*** Opening of DATA RECORDS ***

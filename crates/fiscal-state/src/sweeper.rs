//! Stale-run detection.
//!
//! A worker that dies mid-attempt leaves its job RUNNING forever. The
//! pipeline's sweeper pass calls [`stale_transition`] on every RUNNING job
//! and applies the verdict with [`DocumentJob::fail_stale`]. Detection is a
//! pure function of (job, now, threshold), so the pass is idempotent and
//! may run concurrently with workers: the store's version check decides
//! who wins.

use chrono::{DateTime, Duration, Utc};
use fiscal_core::JobId;

use crate::job::{DocumentJob, JobStatus};

/// A run that exceeded the staleness threshold.
#[derive(Debug, Clone, PartialEq, Eq)]
pub struct StaleRun {
    /// Job id.
    pub job_id: JobId,
    /// Worker that held the lock.
    pub locked_by: Option<String>,
    /// Start of the stuck attempt.
    pub started_at: DateTime<Utc>,
    /// How long it has been running.
    pub running_for: Duration,
    /// Threshold that was exceeded.
    pub threshold: Duration,
}

impl StaleRun {
    /// The synthetic error recorded on the job.
    pub fn error_message(&self) -> String {
        format!(
            "stale run: job held by {} since {} ({}s, threshold {}s)",
            self.locked_by.as_deref().unwrap_or("unknown worker"),
            self.started_at.to_rfc3339(),
            self.running_for.num_seconds(),
            self.threshold.num_seconds(),
        )
    }
}

/// `Some` when `job` is RUNNING and started more than `threshold` before
/// `now`.
pub fn stale_transition(
    job: &DocumentJob,
    now: DateTime<Utc>,
    threshold: Duration,
) -> Option<StaleRun> {
    if job.status != JobStatus::Running {
        return None;
    }
    let started_at = job.started_at?;
    let running_for = now.signed_duration_since(started_at);
    (running_for > threshold).then(|| StaleRun {
        job_id: job.id,
        locked_by: job.locked_by.clone(),
        started_at,
        running_for,
        threshold,
    })
}

#[cfg(test)]
mod tests {
    use super::*;
    use crate::job::{JobType, NewJob};
    use chrono::TimeZone;
    use fiscal_core::{BranchId, DocumentId, OrganizationId};

    fn t0() -> DateTime<Utc> {
        Utc.with_ymd_and_hms(2026, 4, 1, 10, 0, 0).unwrap()
    }

    fn running_job() -> DocumentJob {
        let mut job = DocumentJob::new(
            NewJob {
                organization: OrganizationId::new(),
                branch: BranchId::new(),
                document_id: DocumentId::new(),
                job_type: JobType::CteEmission,
                payload: serde_json::Value::Null,
            },
            3,
            t0(),
        )
        .unwrap();
        job.start(t0(), "worker-7").unwrap();
        job
    }

    #[test]
    fn fresh_run_is_not_stale() {
        let job = running_job();
        assert!(stale_transition(&job, t0() + Duration::minutes(14), Duration::minutes(15)).is_none());
        assert!(stale_transition(&job, t0() + Duration::minutes(15), Duration::minutes(15)).is_none());
    }

    #[test]
    fn old_run_is_failed_with_stale_error() {
        let mut job = running_job();
        let now = t0() + Duration::minutes(16);
        let stale = stale_transition(&job, now, Duration::minutes(15)).unwrap();
        assert_eq!(stale.locked_by.as_deref(), Some("worker-7"));
        job.fail_stale(now, &stale).unwrap();
        assert_eq!(job.status, JobStatus::Failed);
        assert!(job.last_error.as_deref().unwrap().starts_with("stale run"));
        assert!(job.locked_by.is_none());
    }

    #[test]
    fn sweep_is_idempotent() {
        let mut job = running_job();
        let now = t0() + Duration::hours(1);
        let stale = stale_transition(&job, now, Duration::minutes(15)).unwrap();
        job.fail_stale(now, &stale).unwrap();
        assert!(stale_transition(&job, now, Duration::minutes(15)).is_none());
        assert!(job.fail_stale(now, &stale).is_err());
    }

    #[test]
    fn queued_jobs_are_never_stale() {
        let job = DocumentJob::new(
            NewJob {
                organization: OrganizationId::new(),
                branch: BranchId::new(),
                document_id: DocumentId::new(),
                job_type: JobType::TaxCalculation,
                payload: serde_json::Value::Null,
            },
            3,
            t0(),
        )
        .unwrap();
        assert!(stale_transition(&job, t0() + Duration::days(3), Duration::minutes(1)).is_none());
    }
}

*** Close of DATA RECORDS ***

BRIEF: Using the records above, gather all lines where the string "StaleRun" is present.

SOLUTION TO THE EXERCISE:
pub struct StaleRun {
impl StaleRun {
) -> Option<StaleRun> {
    (running_for > threshold).then(|| StaleRun {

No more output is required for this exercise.